Barış ERKAYA
Türk Eurobond’larının artan risk primi (CDS) ve beraberinde yükselen faizleriyle Eurobond bazlı yatırım araçları şok bir kayıp yaşarken öteki yandan içeride yapılan düzenleme ile bankalara döviz mevduatlar karşılığında 5 yıldan uzun tahvil tutma zorunluluğunun getirilmesi fon piyasasının getiri haritasını bir anda aksine çevirdi.
Faizi yüzde 24.87 ile 8 Haziran 2022’de tepe yapan 10 yıl vadeli TL tahvilin faizi bu kararla birlikte süratle faiz düşüşü yaşayarak yüzde 18.90 düzeyine yaklaştı. Bu da TL bazlı uzun vadeli tahvil fiyatlarının süratle yükseldiği manasına geliyor.
Bir hafta içerisinde yaşanan bu yüksek getiri fon pazarında getiri görüntüsünde radikal bir değişime neden oldu.
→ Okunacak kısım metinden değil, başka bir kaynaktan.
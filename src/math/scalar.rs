//! Scalar utilities: domain-guarded elementary functions, polynomial
//! approximations and power-of-two helpers.
//!
//! The `fast_*0` variants trade accuracy for speed; the `fast_*1` variants
//! carry more polynomial terms. Each documents its valid input range.

use super::consts::{HALF_PI, RAD_TO_DEG, DEG_TO_RAD};

/// Arc cosine with the input clamped to `[-1, 1]`.
#[inline]
pub fn acos(value: f32) -> f32 {
    if value <= -1.0 {
        std::f32::consts::PI
    } else if value >= 1.0 {
        0.0
    } else {
        value.acos()
    }
}

/// Arc sine with the input clamped to `[-1, 1]`.
#[inline]
pub fn asin(value: f32) -> f32 {
    if value <= -1.0 {
        -HALF_PI
    } else if value >= 1.0 {
        HALF_PI
    } else {
        value.asin()
    }
}

/// Square root. Negative input is a caller error; release builds return 0.
#[inline]
pub fn sqrt(value: f32) -> f32 {
    debug_assert!(value >= 0.0, "sqrt of negative value {value}");
    if value > 0.0 {
        value.sqrt()
    } else {
        0.0
    }
}

/// Reciprocal square root. Non-positive input is a caller error; release
/// builds return 0.
#[inline]
pub fn inv_sqrt(value: f32) -> f32 {
    debug_assert!(value > 0.0, "inv_sqrt of non-positive value {value}");
    if value > 0.0 {
        1.0 / value.sqrt()
    } else {
        0.0
    }
}

/// Natural logarithm, 0 for non-positive input.
#[inline]
pub fn log(value: f32) -> f32 {
    if value > 0.0 {
        value.ln()
    } else {
        0.0
    }
}

/// Base-2 logarithm, 0 for non-positive input.
#[inline]
pub fn log2(value: f32) -> f32 {
    if value > 0.0 {
        value.log2()
    } else {
        0.0
    }
}

/// Base-10 logarithm, 0 for non-positive input.
#[inline]
pub fn log10(value: f32) -> f32 {
    if value > 0.0 {
        value.log10()
    } else {
        0.0
    }
}

/// Sign of `value` as -1, 0 or 1.
#[inline]
pub fn sign(value: f32) -> f32 {
    if value > 0.0 {
        1.0
    } else if value < 0.0 {
        -1.0
    } else {
        0.0
    }
}

/// Square of a value.
#[inline]
pub fn sqr(value: f32) -> f32 {
    value * value
}

/// Clamp a value between min and max.
#[inline]
pub fn clamp(value: f32, min: f32, max: f32) -> f32 {
    value.max(min).min(max)
}

/// Clamp a value to `[0, 1]`.
#[inline]
pub fn saturate(value: f32) -> f32 {
    clamp(value, 0.0, 1.0)
}

/// Linear interpolation between two values.
#[inline]
pub fn lerp(a: f32, b: f32, t: f32) -> f32 {
    a + (b - a) * t
}

/// Convert degrees to radians.
#[inline]
pub fn deg_to_rad(degrees: f32) -> f32 {
    degrees * DEG_TO_RAD
}

/// Convert radians to degrees.
#[inline]
pub fn rad_to_deg(radians: f32) -> f32 {
    radians * RAD_TO_DEG
}

// === Polynomial approximations ===

/// Sine on `[0, pi/2]`, max error about 1.7e-4.
pub fn fast_sin0(angle: f32) -> f32 {
    let sqr = angle * angle;
    let mut result = 7.61e-03;
    result *= sqr;
    result -= 1.6605e-01;
    result *= sqr;
    result += 1.0;
    result * angle
}

/// Sine on `[0, pi/2]`, max error about 2.3e-9.
pub fn fast_sin1(angle: f32) -> f32 {
    let sqr = angle * angle;
    let mut result = -2.39e-08;
    result *= sqr;
    result += 2.7526e-06;
    result *= sqr;
    result -= 1.98409e-04;
    result *= sqr;
    result += 8.3333315e-03;
    result *= sqr;
    result -= 1.666666664e-01;
    result *= sqr;
    result += 1.0;
    result * angle
}

/// Cosine on `[0, pi/2]`, max error about 1.2e-3.
pub fn fast_cos0(angle: f32) -> f32 {
    let sqr = angle * angle;
    let mut result = 3.705e-02;
    result *= sqr;
    result -= 4.967e-01;
    result *= sqr;
    result + 1.0
}

/// Cosine on `[0, pi/2]`, max error about 2.3e-9.
pub fn fast_cos1(angle: f32) -> f32 {
    let sqr = angle * angle;
    let mut result = -2.605e-07;
    result *= sqr;
    result += 2.47609e-05;
    result *= sqr;
    result -= 1.3888397e-03;
    result *= sqr;
    result += 4.16666418e-02;
    result *= sqr;
    result -= 4.999999963e-01;
    result *= sqr;
    result + 1.0
}

/// Tangent on `[0, pi/4]`, max error about 8.1e-4.
pub fn fast_tan0(angle: f32) -> f32 {
    let sqr = angle * angle;
    let mut result = 2.033e-01;
    result *= sqr;
    result += 3.1755e-01;
    result *= sqr;
    result += 1.0;
    result * angle
}

/// Tangent on `[0, pi/4]`, max error about 1.9e-8.
pub fn fast_tan1(angle: f32) -> f32 {
    let sqr = angle * angle;
    let mut result = 9.5168091e-03;
    result *= sqr;
    result += 2.900525e-03;
    result *= sqr;
    result += 2.45650893e-02;
    result *= sqr;
    result += 5.33740603e-02;
    result *= sqr;
    result += 1.333923995e-01;
    result *= sqr;
    result += 3.333314036e-01;
    result *= sqr;
    result += 1.0;
    result * angle
}

/// Arc sine on `[0, 1]`, max error about 6.8e-5.
pub fn fast_inv_sin0(value: f32) -> f32 {
    let root = sqrt(1.0 - value);
    let mut result = -0.0187293;
    result *= value;
    result += 0.0742610;
    result *= value;
    result -= 0.2121144;
    result *= value;
    result += 1.5707288;
    HALF_PI - root * result
}

/// Arc sine on `[0, 1]`, max error about 2.2e-8.
pub fn fast_inv_sin1(value: f32) -> f32 {
    HALF_PI - fast_inv_cos1(value)
}

/// Arc cosine on `[0, 1]`, max error about 6.8e-5.
pub fn fast_inv_cos0(value: f32) -> f32 {
    let root = sqrt(1.0 - value);
    let mut result = -0.0187293;
    result *= value;
    result += 0.0742610;
    result *= value;
    result -= 0.2121144;
    result *= value;
    result += 1.5707288;
    root * result
}

/// Arc cosine on `[0, 1]`, max error about 2.2e-8.
pub fn fast_inv_cos1(value: f32) -> f32 {
    let root = sqrt(1.0 - value);
    let mut result = -0.0012624911;
    result *= value;
    result += 0.0066700901;
    result *= value;
    result -= 0.0170881256;
    result *= value;
    result += 0.0308918810;
    result *= value;
    result -= 0.0501743046;
    result *= value;
    result += 0.0889789874;
    result *= value;
    result -= 0.2145988016;
    result *= value;
    result += 1.5707963050;
    root * result
}

/// Arc tangent on `[-1, 1]`, max error about 1.2e-5.
pub fn fast_inv_tan0(value: f32) -> f32 {
    let sqr = value * value;
    let mut result = 0.0208351;
    result *= sqr;
    result -= 0.085133;
    result *= sqr;
    result += 0.180141;
    result *= sqr;
    result -= 0.3302995;
    result *= sqr;
    result += 0.999866;
    result * value
}

/// Arc tangent on `[-1, 1]`, max error about 1.3e-8.
pub fn fast_inv_tan1(value: f32) -> f32 {
    let sqr = value * value;
    let mut result = 0.0028662257;
    result *= sqr;
    result -= 0.0161657367;
    result *= sqr;
    result += 0.0429096138;
    result *= sqr;
    result -= 0.0752896400;
    result *= sqr;
    result += 0.1065626393;
    result *= sqr;
    result -= 0.1420889944;
    result *= sqr;
    result += 0.1999355085;
    result *= sqr;
    result -= 0.3333314528;
    result *= sqr;
    result += 1.0;
    result * value
}

/// `exp(-x)` for `x >= 0`, max error about 2.4e-4.
pub fn fast_neg_exp0(value: f32) -> f32 {
    let mut result = 0.0038278;
    result *= value;
    result += 0.0292732;
    result *= value;
    result += 0.2507213;
    result *= value;
    result += 1.0;
    result *= result;
    result *= result;
    1.0 / result
}

/// `exp(-x)` for `x >= 0`, max error about 2.4e-5.
pub fn fast_neg_exp1(value: f32) -> f32 {
    let mut result = 0.00026695;
    result *= value;
    result += 0.00227723;
    result *= value;
    result += 0.03158565;
    result *= value;
    result += 0.24991035;
    result *= value;
    result += 1.0;
    result *= result;
    result *= result;
    1.0 / result
}

/// `exp(-x)` for `x >= 0`, max error about 2.4e-6.
pub fn fast_neg_exp2(value: f32) -> f32 {
    let mut result = 0.000014876;
    result *= value;
    result += 0.000127992;
    result *= value;
    result += 0.002673255;
    result *= value;
    result += 0.031198056;
    result *= value;
    result += 0.250010936;
    result *= value;
    result += 1.0;
    result *= result;
    result *= result;
    1.0 / result
}

/// `exp(-x)` for `x >= 0`, max error about 2.5e-7.
pub fn fast_neg_exp3(value: f32) -> f32 {
    let mut result = 0.0000006906;
    result *= value;
    result += 0.0000054302;
    result *= value;
    result += 0.0001715620;
    result *= value;
    result += 0.0025913712;
    result *= value;
    result += 0.0312575832;
    result *= value;
    result += 0.2499986842;
    result *= value;
    result += 1.0;
    result *= result;
    result *= result;
    1.0 / result
}

// === Power of two ===

/// True when `value` is a positive power of two.
#[inline]
pub fn is_power_of_two(value: u32) -> bool {
    value > 0 && (value & (value - 1)) == 0
}

/// `log2(value)` for a power of two.
#[inline]
pub fn log2_of_power_of_two(value: u32) -> u32 {
    debug_assert!(is_power_of_two(value), "{value} is not a power of two");
    value.trailing_zeros()
}

/// Smallest power of two greater than or equal to `value` (1 for 0).
#[inline]
pub fn next_power_of_two(value: u32) -> u32 {
    value.max(1).next_power_of_two()
}

#[cfg(test)]
mod tests {
    use super::*;

    fn samples(max: f32) -> impl Iterator<Item = f32> {
        (0..=64).map(move |i| max * i as f32 / 64.0)
    }

    #[test]
    fn test_guarded_trig() {
        assert_eq!(acos(2.0), 0.0);
        assert_eq!(acos(-2.0), std::f32::consts::PI);
        assert_eq!(asin(1.5), HALF_PI);
        assert_eq!(asin(-1.5), -HALF_PI);
        assert!((acos(0.5) - 0.5f32.acos()).abs() < 1e-6);
    }

    #[test]
    fn test_angle_conversion() {
        assert!((deg_to_rad(180.0) - std::f32::consts::PI).abs() < 1e-6);
        assert!((rad_to_deg(HALF_PI) - 90.0).abs() < 1e-4);
        assert!((DEG_TO_RAD * RAD_TO_DEG - 1.0).abs() < 1e-6);
    }

    #[test]
    fn test_guarded_log() {
        assert_eq!(log(0.0), 0.0);
        assert_eq!(log(-3.0), 0.0);
        assert_eq!(log2(8.0), 3.0);
        assert!((log10(1000.0) - 3.0).abs() < 1e-6);
    }

    #[test]
    fn test_sign_and_saturate() {
        assert_eq!(sign(-4.0), -1.0);
        assert_eq!(sign(0.0), 0.0);
        assert_eq!(saturate(1.7), 1.0);
        assert_eq!(saturate(-0.2), 0.0);
        assert_eq!(sqr(3.0), 9.0);
    }

    #[test]
    fn test_fast_trig_accuracy() {
        for x in samples(HALF_PI) {
            assert!((fast_sin0(x) - x.sin()).abs() < 2e-3);
            assert!((fast_sin1(x) - x.sin()).abs() < 1e-5);
            assert!((fast_cos0(x) - x.cos()).abs() < 2e-3);
            assert!((fast_cos1(x) - x.cos()).abs() < 1e-5);
        }
        for x in samples(std::f32::consts::FRAC_PI_4) {
            assert!((fast_tan0(x) - x.tan()).abs() < 2e-3);
            assert!((fast_tan1(x) - x.tan()).abs() < 1e-5);
        }
    }

    #[test]
    fn test_fast_inverse_trig_accuracy() {
        for x in samples(1.0) {
            assert!((fast_inv_sin0(x) - x.asin()).abs() < 1e-3);
            assert!((fast_inv_sin1(x) - x.asin()).abs() < 1e-5);
            assert!((fast_inv_cos0(x) - x.acos()).abs() < 1e-3);
            assert!((fast_inv_cos1(x) - x.acos()).abs() < 1e-5);
            assert!((fast_inv_tan0(x) - x.atan()).abs() < 1e-4);
            assert!((fast_inv_tan1(-x) - (-x).atan()).abs() < 1e-5);
        }
    }

    #[test]
    fn test_fast_neg_exp_accuracy() {
        for x in samples(4.0) {
            let exact = (-x).exp();
            assert!((fast_neg_exp0(x) - exact).abs() < 1e-3);
            assert!((fast_neg_exp1(x) - exact).abs() < 1e-4);
            assert!((fast_neg_exp2(x) - exact).abs() < 1e-5);
            assert!((fast_neg_exp3(x) - exact).abs() < 5e-6);
        }
    }

    #[test]
    fn test_power_of_two() {
        assert!(is_power_of_two(1));
        assert!(is_power_of_two(1024));
        assert!(!is_power_of_two(0));
        assert!(!is_power_of_two(12));
        assert_eq!(log2_of_power_of_two(256), 8);
        assert_eq!(next_power_of_two(0), 1);
        assert_eq!(next_power_of_two(17), 32);
        assert_eq!(next_power_of_two(64), 64);
    }
}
Uzun vadeli borçlanma araçları yüklü yatırım fonlarında getiriler bu iki tarih ortasında yüzde 4’e yaklaştı. Öte yandan Türk eurobondlarını daha evvelden bu yana elinde tutanlar açısından dramatik bir getiri kaybı yaşanıyor. Eurobond yüklü portföy tutan fonlarda kayıplar da yüzde 2’lere ulaştı.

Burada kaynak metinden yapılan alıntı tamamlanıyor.